The letter fell from Kredel’s hands. As the sheet fluttered towards the ground, his next memories were of Braun’s broken body towards the end of the battle. As their men were mopping up the Polish cavalry troopers on the east bank and forcing them back towards the city, Kredel had walked over to Braun’s truck and seen his sacrifice firsthand. His driver, of course, was long since dead, a cauterized, donut-shaped hole the size of a watermelon where his chest should have been, victim of a direct hit from a Polish light anti-tank gun. The impact had severely wounded Braun as well; he suffered from a massive concussion, head trauma, and multiple open wounds where superheated metal shards from the shell’s impact with the truck’s engine compartment had scorched his exposed skin. Braun was a macabre specter to behold, bleeding from head to foot, out of his nose and ears, the left side of his uniform blackened from heat. Yet he had lived, either unconsciously or by divine providence rolling from the cab of the truck and falling to the surface of the bridge before more rounds could injure him. Unattended for several hours, upon reaching the smashed truck and finding Braun alive, Kredel had immediately called for his personal physician to attend the wounded captain. And, though it was small comfort to Braun or his family, Kredel had lobbied for and received numerous awards, including the Iron Cross first class, to lift Braun’s spirits during his recovery.

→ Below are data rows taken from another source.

// crates/diaglog-config/src/config.rs
// ============================================================================
// Module: Translator Config Model
// Description: Typed configuration and validation rules.
// Purpose: Turn validated settings into a configured translator.
// Dependencies: diaglog-translator, serde, thiserror, toml
// ============================================================================

// ============================================================================
// SECTION: Imports
// ============================================================================

use std::collections::BTreeMap;
use std::sync::Arc;

use diaglog_translator::DEFAULT_BASE_MODULE;
use diaglog_translator::DEFAULT_FALLBACK_LOCALE;
use diaglog_translator::LocaleEnvironment;
use diaglog_translator::ModuleRegistry;
use diaglog_translator::TranslationTable;
use diaglog_translator::Translator;
use diaglog_translator::TranslatorBuilder;
use diaglog_translator::interpolate::placeholders;
use serde::Deserialize;
use serde::Serialize;
use thiserror::Error;

// ============================================================================
// SECTION: Errors
// ============================================================================

/// Errors raised while loading or validating configuration.
///
/// # Invariants
/// - Variants are stable for programmatic handling.
#[derive(Debug, Clone, PartialEq, Eq, Error)]
pub enum ConfigError {
    /// The config file could not be read.
    #[error("config io error: {0}")]
    Io(String),
    /// The config document is not valid TOML for this model.
    #[error("config parse error: {0}")]
    Parse(String),
    /// The config violates a validation rule.
    #[error("invalid config: {0}")]
    Invalid(String),
}

// ============================================================================
// SECTION: Model
// ============================================================================

/// Translator configuration.
///
/// # Invariants
/// - Unknown fields are rejected.
/// - `translations` maps a language tag (`sv`, `sv_SE`) to message id / text pairs.
#[derive(Debug, Clone, PartialEq, Eq, Serialize, Deserialize)]
#[serde(deny_unknown_fields)]
pub struct TranslatorConfig {
    /// Explicit locale; resolved from the environment when absent.
    #[serde(default)]
    pub locale: Option<String>,
    /// Replacement for the `C` baseline locale.
    #[serde(default = "default_fallback_locale")]
    pub fallback_locale: String,
    /// Module loaded right after `SYSTEM`.
    #[serde(default = "default_base_module")]
    pub base_module: String,
    /// Message tables per language tag.
    #[serde(default)]
    pub translations: BTreeMap<String, BTreeMap<String, String>>,
}

/// Serde default for `fallback_locale`.
fn default_fallback_locale() -> String {
    DEFAULT_FALLBACK_LOCALE.to_string()
}

/// Serde default for `base_module`.
fn default_base_module() -> String {
    DEFAULT_BASE_MODULE.to_string()
}

impl Default for TranslatorConfig {
    fn default() -> Self {
        Self {
            locale: None,
            fallback_locale: default_fallback_locale(),
            base_module: default_base_module(),
            translations: BTreeMap::new(),
        }
    }
}

impl TranslatorConfig {
    /// Parses and validates a TOML document.
    ///
    /// # Errors
    ///
    /// Returns [`ConfigError`] when the document does not parse or validate.
    pub fn from_toml_str(content: &str) -> Result<Self, ConfigError> {
        let config: Self =
            toml::from_str(content).map_err(|err| ConfigError::Parse(err.to_string()))?;
        config.validate()?;
        Ok(config)
    }

    /// Checks the configuration against its validation rules.
    ///
    /// # Errors
    ///
    /// Returns [`ConfigError::Invalid`] describing the first violated rule.
    pub fn validate(&self) -> Result<(), ConfigError> {
        if let Some(locale) = &self.locale {
            validate_token("locale", locale)?;
        }
        validate_token("fallback_locale", &self.fallback_locale)?;
        validate_token("base_module", &self.base_module)?;
        for (language, messages) in &self.translations {
            validate_token("translations language", language)?;
            for (msgid, msgstr) in messages {
                validate_placeholders(language, msgid, msgstr)?;
            }
        }
        Ok(())
    }

    /// Returns the configured message tables.
    #[must_use]
    pub fn translation_table(&self) -> TranslationTable {
        let mut table = TranslationTable::new();
        for (language, messages) in &self.translations {
            table.extend_language(language.clone(), messages.clone());
        }
        table
    }

    /// Returns a translator builder preloaded with this configuration.
    #[must_use]
    pub fn builder(
        &self,
        modules: Arc<dyn ModuleRegistry>,
        environment: Arc<dyn LocaleEnvironment>,
    ) -> TranslatorBuilder {
        let builder = Translator::builder(modules)
            .environment(environment)
            .fallback_locale(self.fallback_locale.clone())
            .base_module(self.base_module.clone())
            .localizer(Arc::new(self.translation_table()));
        match &self.locale {
            Some(locale) => builder.locale(locale.clone()),
            None => builder,
        }
    }

    /// Builds a translator from this configuration.
    #[must_use]
    pub fn build_translator(
        &self,
        modules: Arc<dyn ModuleRegistry>,
        environment: Arc<dyn LocaleEnvironment>,
    ) -> Translator {
        self.builder(modules, environment).build()
    }
}

// ============================================================================
// SECTION: Validation Helpers
// ============================================================================

/// Requires every placeholder of a translation to exist in its message id.
fn validate_placeholders(language: &str, msgid: &str, msgstr: &str) -> Result<(), ConfigError> {
    let known = placeholders(msgid);
    match placeholders(msgstr).into_iter().find(|name| !known.contains(name)) {
        Some(name) => Err(ConfigError::Invalid(format!(
            "translations.{language} entry \"{msgid}\" uses unknown placeholder {{{name}}}"
        ))),
        None => Ok(()),
    }
}

/// Requires a non-empty value without whitespace.
fn validate_token(field: &str, value: &str) -> Result<(), ConfigError> {
    if value.is_empty() {
        return Err(ConfigError::Invalid(format!("{field} must be non-empty")));
    }
    if value.chars().any(char::is_whitespace) {
        return Err(ConfigError::Invalid(format!("{field} must not contain whitespace")));
    }
    Ok(())
}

A frosty gust of wind slapped the wooden shutters behind him, and the colors in the room began to deepen in hue. The afternoon rain storm was coming. Suddenly possessed by a craving to safeguard the Reich, and reeling from the guilt of his own idleness in the midst of a global war, Major Jochaim Kredel decided that he would do all in his power to emulate the sacrifice of his friend. Reaching into the bottom drawer of his desk, tucked underneath several personal sketches of hummingbirds and a half-eaten husk of French bread, Kredel retrieved a report entitled
Festung Europa and began to eagerly leaf through the pages.